Abstract Objective: Sarcopenia causes loss of skeletal muscle and function, thus seriously affecting the physical function and quality of life in the elderly. This article discusses the specific molecular mechanism and ameliorating effects of Tudangshen (TDS) on sarcopenia in elderly rats with type 2 diabetes mellitus (T2DM). Methods: Elderly Sprague-Dawley (SD) rats were randomly selected and fed with a high-fat diet combined with intraperitoneal injection of streptozotocin to establish T2DM model. The model rats were stratified and randomly divided into model group, metformin group, TDS high-dose group, TDS medium-dose group, and TDS low-dose group according to blood glucose combined with body weight, and the same batch of old SD rats were set as normal control group. The effects of TDS in an elderly T2DM sarcopenia rat model were evaluated by observing body positions of the rats, analyzing blood biochemistry, testing exercise capacity, and pathologically staining sectioned gastrocnemius muscle tissues.
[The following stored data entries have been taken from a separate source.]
//! Request/response pairing

use std::time::{Duration, Instant, SystemTime};

use dashmap::{DashMap, mapref::entry::Entry};

use crate::message::Message;

/// A request and its response, with the time between them.
#[derive(Debug, Clone)]
pub struct MatchedPair {
    pub request:    Message,
    pub response:   Message,
    /// Never below 1 ms
    pub elapsed_ms: i64,
}

/// Result of registering one half of an exchange.
#[derive(Debug)]
pub enum MatchOutcome {
    /// The other half was waiting under the same key
    Matched(Box<MatchedPair>),
    /// Stored until the other half arrives
    Stored,
    /// A message of the same kind already waits under this key; the new one
    /// was discarded and the old one kept
    Duplicate,
}

impl MatchOutcome {
    pub fn into_pair(self) -> Option<MatchedPair> {
        match self {
            Self::Matched(pair) => Some(*pair),
            _ => None,
        }
    }
}

#[derive(Debug)]
struct Pending {
    message:     Message,
    inserted_at: Instant,
}

/// Pairs requests with responses by a protocol-specific key.
///
/// One matcher exists per dissector per stream; the stream's two reader
/// threads register into it concurrently.
#[derive(Debug, Default)]
pub struct RequestResponseMatcher {
    pending: DashMap<String, Pending>,
}

impl RequestResponseMatcher {
    pub fn new() -> Self {
        Self::default()
    }

    pub fn register_request(&self, key: impl Into<String>, request: Message) -> MatchOutcome {
        debug_assert!(request.is_request);
        self.register(key.into(), request)
    }

    pub fn register_response(&self, key: impl Into<String>, response: Message) -> MatchOutcome {
        debug_assert!(!response.is_request);
        self.register(key.into(), response)
    }

    fn register(&self, key: String, message: Message) -> MatchOutcome {
        match self.pending.entry(key) {
            Entry::Occupied(entry) => {
                if entry.get().message.is_request == message.is_request {
                    return MatchOutcome::Duplicate;
                }
                let other = entry.remove().message;
                let (request, response) = if message.is_request {
                    (message, other)
                } else {
                    (other, message)
                };
                let elapsed_ms = elapsed_ms(request.capture_time, response.capture_time);
                MatchOutcome::Matched(Box::new(MatchedPair {
                    request,
                    response,
                    elapsed_ms,
                }))
            },
            Entry::Vacant(entry) => {
                entry.insert(Pending {
                    message,
                    inserted_at: Instant::now(),
                });
                MatchOutcome::Stored
            },
        }
    }

    /// Whether a request is waiting under `key`
    pub fn has_pending_request(&self, key: &str) -> bool {
        self.pending
            .get(key)
            .is_some_and(|p| p.message.is_request)
    }

    /// Remove entries stored before `cutoff`, returning how many were removed.
    pub fn delete_older_than(&self, cutoff: Instant) -> usize {
        let before = self.pending.len();
        self.pending.retain(|_, p| p.inserted_at >= cutoff);
        before.saturating_sub(self.pending.len())
    }

    /// Number of messages waiting for their other half
    pub fn len(&self) -> usize {
        self.pending.len()
    }

    pub fn is_empty(&self) -> bool {
        self.pending.is_empty()
    }
}

fn elapsed_ms(request: SystemTime, response: SystemTime) -> i64 {
    let ms = response
        .duration_since(request)
        .unwrap_or(Duration::ZERO)
        .as_millis();
    i64::try_from(ms).unwrap_or(i64::MAX).max(1)
}
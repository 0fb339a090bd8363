//! HTTP/1.x message parsing and the per-direction dissect loop

use std::time::{Duration, SystemTime, UNIX_EPOCH};

use h2session::{CONNECTION_PREFACE, H2Limits, HttpRequest, HttpResponse, TimestampNs};
use http::{HeaderMap, HeaderName, HeaderValue, Method, StatusCode, Uri, Version};
use tap_api::{DissectError, Message, Payload, ProtocolId, TcpReader};
use tracing::debug;

use super::{HTTP10, HTTP11, h2, publish, record};
use crate::claim;

/// Header section size past which a message that still has not ended its
/// headers is rejected.
const MAX_HEADER_BYTES: usize = 64 * 1024;

const MAX_HEADERS: usize = 64;

/// Outcome of parsing the front of a buffer.
#[derive(Debug)]
pub(crate) enum Parsed<T> {
    Complete {
        message:      T,
        /// Bytes of the buffer the message occupies
        consumed:     usize,
        headers_size: usize,
    },
    /// Valid so far, more data needed
    Partial,
    Invalid(String),
}

impl<T> Parsed<T> {
    fn map<U>(self, f: impl FnOnce(T) -> U) -> Parsed<U> {
        match self {
            Parsed::Complete {
                message,
                consumed,
                headers_size,
            } => Parsed::Complete {
                message: f(message),
                consumed,
                headers_size,
            },
            Parsed::Partial => Parsed::Partial,
            Parsed::Invalid(reason) => Parsed::Invalid(reason),
        }
    }
}

fn version_from_minor(minor: Option<u8>) -> Version {
    match minor {
        Some(0) => Version::HTTP_10,
        _ => Version::HTTP_11,
    }
}

fn header_map(headers: &[httparse::Header<'_>]) -> HeaderMap {
    let mut map = HeaderMap::new();
    for h in headers {
        let parsed = (
            HeaderName::from_bytes(h.name.as_bytes()),
            HeaderValue::from_bytes(h.value),
        );
        if let (Ok(name), Ok(value)) = parsed {
            map.append(name, value);
        }
    }
    map
}

/// Parse one HTTP/1.x request from the front of `data`.
pub(crate) fn parse_request(data: &[u8], timestamp_ns: TimestampNs) -> Parsed<HttpRequest> {
    let mut headers = [httparse::EMPTY_HEADER; MAX_HEADERS];
    let mut req = httparse::Request::new(&mut headers);

    let body_offset = match req.parse(data) {
        Ok(httparse::Status::Complete(len)) => len,
        Ok(httparse::Status::Partial) => return Parsed::Partial,
        Err(e) => return Parsed::Invalid(e.to_string()),
    };

    let (body, body_len) = match determine_body(req.headers, &data[body_offset..], None) {
        BodyResult::Complete { body, consumed } => (body, consumed),
        BodyResult::Incomplete => return Parsed::Partial,
        BodyResult::Invalid(reason) => return Parsed::Invalid(reason),
    };

    let Some(Ok(method)) = req.method.map(|m| Method::from_bytes(m.as_bytes())) else {
        return Parsed::Invalid("bad method".to_string());
    };
    let Some(Ok(uri)) = req.path.map(str::parse::<Uri>) else {
        return Parsed::Invalid("bad request target".to_string());
    };

    Parsed::Complete {
        message:      HttpRequest {
            method,
            uri,
            version: version_from_minor(req.version),
            headers: header_map(req.headers),
            body,
            timestamp_ns,
        },
        consumed:     body_offset + body_len,
        headers_size: body_offset,
    }
}

/// Parse one HTTP/1.x response from the front of `data`.
pub(crate) fn parse_response(data: &[u8], timestamp_ns: TimestampNs) -> Parsed<HttpResponse> {
    let mut headers = [httparse::EMPTY_HEADER; MAX_HEADERS];
    let mut res = httparse::Response::new(&mut headers);

    let body_offset = match res.parse(data) {
        Ok(httparse::Status::Complete(len)) => len,
        Ok(httparse::Status::Partial) => return Parsed::Partial,
        Err(e) => return Parsed::Invalid(e.to_string()),
    };

    let (body, body_len) = match determine_body(res.headers, &data[body_offset..], res.code) {
        BodyResult::Complete { body, consumed } => (body, consumed),
        BodyResult::Incomplete => return Parsed::Partial,
        BodyResult::Invalid(reason) => return Parsed::Invalid(reason),
    };

    let Some(Ok(status)) = res.code.map(StatusCode::from_u16) else {
        return Parsed::Invalid("bad status code".to_string());
    };

    Parsed::Complete {
        message:      HttpResponse {
            status,
            reason: res.reason.filter(|r| !r.is_empty()).map(str::to_string),
            version: version_from_minor(res.version),
            headers: header_map(res.headers),
            body,
            timestamp_ns,
        },
        consumed:     body_offset + body_len,
        headers_size: body_offset,
    }
}

/// Finalize an HTTP/1.x response when the connection closes.
///
/// For responses without Content-Length or Transfer-Encoding the body is
/// everything until the connection closes (RFC 7230 §3.3.3).
pub(crate) fn finalize_response(data: &[u8], timestamp_ns: TimestampNs) -> Option<(HttpResponse, usize)> {
    let mut headers = [httparse::EMPTY_HEADER; MAX_HEADERS];
    let mut res = httparse::Response::new(&mut headers);

    let body_offset = match res.parse(data) {
        Ok(httparse::Status::Complete(len)) => len,
        _ => return None,
    };
    let status = StatusCode::from_u16(res.code?).ok()?;

    let response = HttpResponse {
        status,
        reason: res.reason.filter(|r| !r.is_empty()).map(str::to_string),
        version: version_from_minor(res.version),
        headers: header_map(res.headers),
        body: data[body_offset..].to_vec(),
        timestamp_ns,
    };
    Some((response, body_offset))
}

/// Result of body determination for an HTTP/1.x message.
enum BodyResult {
    /// Body is complete; `consumed` counts the framed bytes, chunk
    /// headers included
    Complete { body: Vec<u8>, consumed: usize },
    /// Not enough data yet
    Incomplete,
    Invalid(String),
}

/// Determine the body of an HTTP/1.x message based on headers and available data.
///
/// - Content-Length: body is exactly `body_data[..content_length]`
/// - Transfer-Encoding: chunked: walks chunk boundaries to decode body
/// - Neither (request): body is empty
/// - Neither (response with body-bearing status): incomplete until the
///   connection closes
///
/// `response_status`: `None` for requests, `Some(code)` for responses.
fn determine_body(
    headers: &[httparse::Header<'_>],
    body_data: &[u8],
    response_status: Option<u16>,
) -> BodyResult {
    if let Some(code) = response_status
        && ((100..200).contains(&code) || code == 204 || code == 304)
    {
        return BodyResult::Complete {
            body:     Vec::new(),
            consumed: 0,
        };
    }

    for h in headers.iter() {
        if h.name.eq_ignore_ascii_case("Transfer-Encoding")
            && let Ok(value) = std::str::from_utf8(h.value)
            && value.to_ascii_lowercase().contains("chunked")
        {
            return decode_chunked_body(body_data);
        }
    }

    for h in headers.iter() {
        if h.name.eq_ignore_ascii_case("Content-Length") {
            let Some(content_length) = std::str::from_utf8(h.value)
                .ok()
                .and_then(|s| s.trim().parse::<usize>().ok())
            else {
                return BodyResult::Invalid("bad Content-Length".to_string());
            };
            if body_data.len() >= content_length {
                return BodyResult::Complete {
                    body:     body_data[..content_length].to_vec(),
                    consumed: content_length,
                };
            }
            return BodyResult::Incomplete;
        }
    }

    match response_status {
        None => BodyResult::Complete {
            body:     Vec::new(),
            consumed: 0,
        },
        Some(_) => BodyResult::Incomplete,
    }
}

/// Walk chunk boundaries to decode a chunked transfer-encoded body.
///
/// Chunk format: `[hex-size][;ext=val]\r\n[data]\r\n` terminated by
/// `0\r\n[trailers]\r\n`.
fn decode_chunked_body(data: &[u8]) -> BodyResult {
    let mut decoded = Vec::new();
    let mut pos = 0;

    loop {
        let Some(line_end) = find_crlf(data, pos) else {
            return BodyResult::Incomplete;
        };

        // Chunk extensions after ';' are ignored
        let size_bytes = &data[pos..line_end];
        let size_part = match size_bytes.iter().position(|&b| b == b';') {
            Some(semi_pos) => &size_bytes[..semi_pos],
            None => size_bytes,
        };
        let Some(chunk_size) = std::str::from_utf8(size_part)
            .ok()
            .and_then(|s| usize::from_str_radix(s.trim(), 16).ok())
        else {
            return BodyResult::Invalid("bad chunk size".to_string());
        };

        pos = line_end + 2;

        if chunk_size == 0 {
            if pos + 2 > data.len() {
                return BodyResult::Incomplete;
            }
            if data[pos..pos + 2] == *b"\r\n" {
                return BodyResult::Complete {
                    body:     decoded,
                    consumed: pos + 2,
                };
            }
            // Trailer fields end with an empty line
            return match find_crlf_crlf(data, pos) {
                Some(end) => BodyResult::Complete {
                    body:     decoded,
                    consumed: end + 4,
                },
                None => BodyResult::Incomplete,
            };
        }

        if pos + chunk_size > data.len() {
            return BodyResult::Incomplete;
        }
        decoded.extend_from_slice(&data[pos..pos + chunk_size]);
        pos += chunk_size;

        if pos + 2 > data.len() {
            return BodyResult::Incomplete;
        }
        if data[pos..pos + 2] != *b"\r\n" {
            return BodyResult::Invalid("chunk not terminated by CRLF".to_string());
        }
        pos += 2;
    }
}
The molecular mechanisms of the effects were analyzed using quantitative real-time polymerase chain reaction and western blotting. Results: TDS has no statistically significant effect on blood glucose, insulin and glycosylated serum protein in aged rats with T2DM, but it can reduce levels of glycosylated serum protein, total cholesterol, triglycerides, and low-density lipoprotein; it improves pathological changes in rat gastrocnemius muscle tissues, and increases muscle cell activity in elderly rats with T2DM and sarcopenia. TDS also promoted the upregulation of the expression of mammalian target of rapamycin (mTOR)/protein kinase B (PKB/Akt)/phosphatidylinositol 3-kinase (PI3K)/ribosomal protein S6 kinase/eukaryotic initiation factor 4E binding rotein1 mRNA in rats and triggered an increase in corresponding protein levels. Conclusions: TDS alleviated muscle decline in elderly rats with T2DM by activating the PI3K/AKT/mTOR signaling pathway and regulating the synthesis of corresponding proteins.